In 2010, he joined the administration of President Sebastián Piñera as advisor to the Strategic Cabinet of the National Consumer Service (SERNAC), a position he held until 2012. In this role, he participated in the legislative process that modernized the financial consumer protection framework and addressed cases of collusion and violations of consumer rights.

In 2012, he relocated to the Los Lagos Region to serve as Regional Director of the National Training and Employment Service (SENCE), a position he held until 2014. In 2015, he became Chief of Staff to the mayor of Lo Barnechea, Felipe Guevara, serving until 2016.

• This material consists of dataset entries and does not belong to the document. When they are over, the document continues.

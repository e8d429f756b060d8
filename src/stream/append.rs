use std::io::{Seek, SeekFrom, Write};

use crate::error::Result;

/// Append-only byte sink that may rewrite bytes it already emitted
pub trait AppendStream {
    /// Current length of the stream, which is also the offset of the next append
    fn position(&self) -> u64;

    /// Appends `buf` and returns the offset it was written at
    fn append(&mut self, buf: &[u8]) -> Result<u64>;

    /// Overwrites already-written bytes at `offset`
    fn patch_at(&mut self, offset: u64, buf: &[u8]) -> Result<()>;

    /// Flushes buffered bytes to the underlying sink
    fn flush(&mut self) -> Result<()>;
}

/// [`AppendStream`] adapter over any seekable writer
///
/// Appends always land at the logical end of the stream, even right after a patch.
pub struct Appender<W: Write + Seek> {
    /// Underlying writer
    inner: W,

    /// Logical end of the stream
    end: u64,
}
impl<W: Write + Seek> Appender<W> {
    /// Wraps a writer, positioning appends after its existing content
    pub fn new(mut inner: W) -> Result<Self> {
        let end = inner.seek(SeekFrom::End(0))?;
        Ok(Self { inner, end })
    }

    /// Mutable access to the inner writer
    pub fn by_ref(&mut self) -> &mut W {
        &mut self.inner
    }

    /// Consumes the appender and returns the inner writer
    pub fn into_inner(self) -> W {
        self.inner
    }
}

impl<W: Write + Seek> AppendStream for Appender<W> {
    fn position(&self) -> u64 {
        self.end
    }

    fn append(&mut self, buf: &[u8]) -> Result<u64> {
        let offset = self.end;
        self.inner.write_all(buf)?;
        self.end += buf.len() as u64;
        Ok(offset)
    }

    fn patch_at(&mut self, offset: u64, buf: &[u8]) -> Result<()> {
        if offset + buf.len() as u64 > self.end {
            return Err(std::io::Error::new(
                std::io::ErrorKind::InvalidInput,
                format!("patch at {offset} extends past the end of the stream"),
            )
            .into());
        }
        self.inner.seek(SeekFrom::Start(offset))?;
        self.inner.write_all(buf)?;
        self.inner.seek(SeekFrom::Start(self.end))?;
        Ok(())
    }

    fn flush(&mut self) -> Result<()> {
        self.inner.flush()?;
        Ok(())
    }
}

#[cfg(test)]
mod testing {
    use std::io::Cursor;

    use super::*;

    #[test]
    fn test_append_and_patch() -> Result<()> {
        let mut stream = Appender::new(Cursor::new(Vec::new()))?;
        assert_eq!(stream.append(b"abcd")?, 0);
        assert_eq!(stream.append(b"efgh")?, 4);
        stream.patch_at(2, b"XY")?;
        assert_eq!(stream.append(b"ij")?, 8);
        assert_eq!(stream.into_inner().into_inner(), b"abXYefghij");
        Ok(())
    }

    #[test]
    fn test_patch_past_end() -> Result<()> {
        let mut stream = Appender::new(Cursor::new(Vec::new()))?;
        stream.append(b"abc")?;
        assert!(stream.patch_at(2, b"xy").is_err());
        Ok(())
    }

    #[test]
    fn test_resume_existing() -> Result<()> {
        let mut stream = Appender::new(Cursor::new(b"head".to_vec()))?;
        assert_eq!(stream.position(), 4);
        stream.append(b"tail")?;
        assert_eq!(stream.into_inner().into_inner(), b"headtail");
        Ok(())
    }
}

In June 2015, he assumed the position of president of National Renewal in the commune of Lo Barnechea.

In August 2017, he ran for a seat in the Chamber of Deputies representing the 10th District of the Metropolitan Region of Santiago. In the parliamentary elections held on November 19, 2017, he was elected deputy with 10,196 votes, equivalent to 2.34 percent of the validly cast ballots.

In August 2021, he registered his candidacy for re-election to the Chamber of Deputies for the same district, representing National Renewal within the Chile Podemos Más coalition. In the election held on November 21, 2021, he obtained 12,864 votes, equivalent to 2.82 percent of the valid votes, and was not re-elected.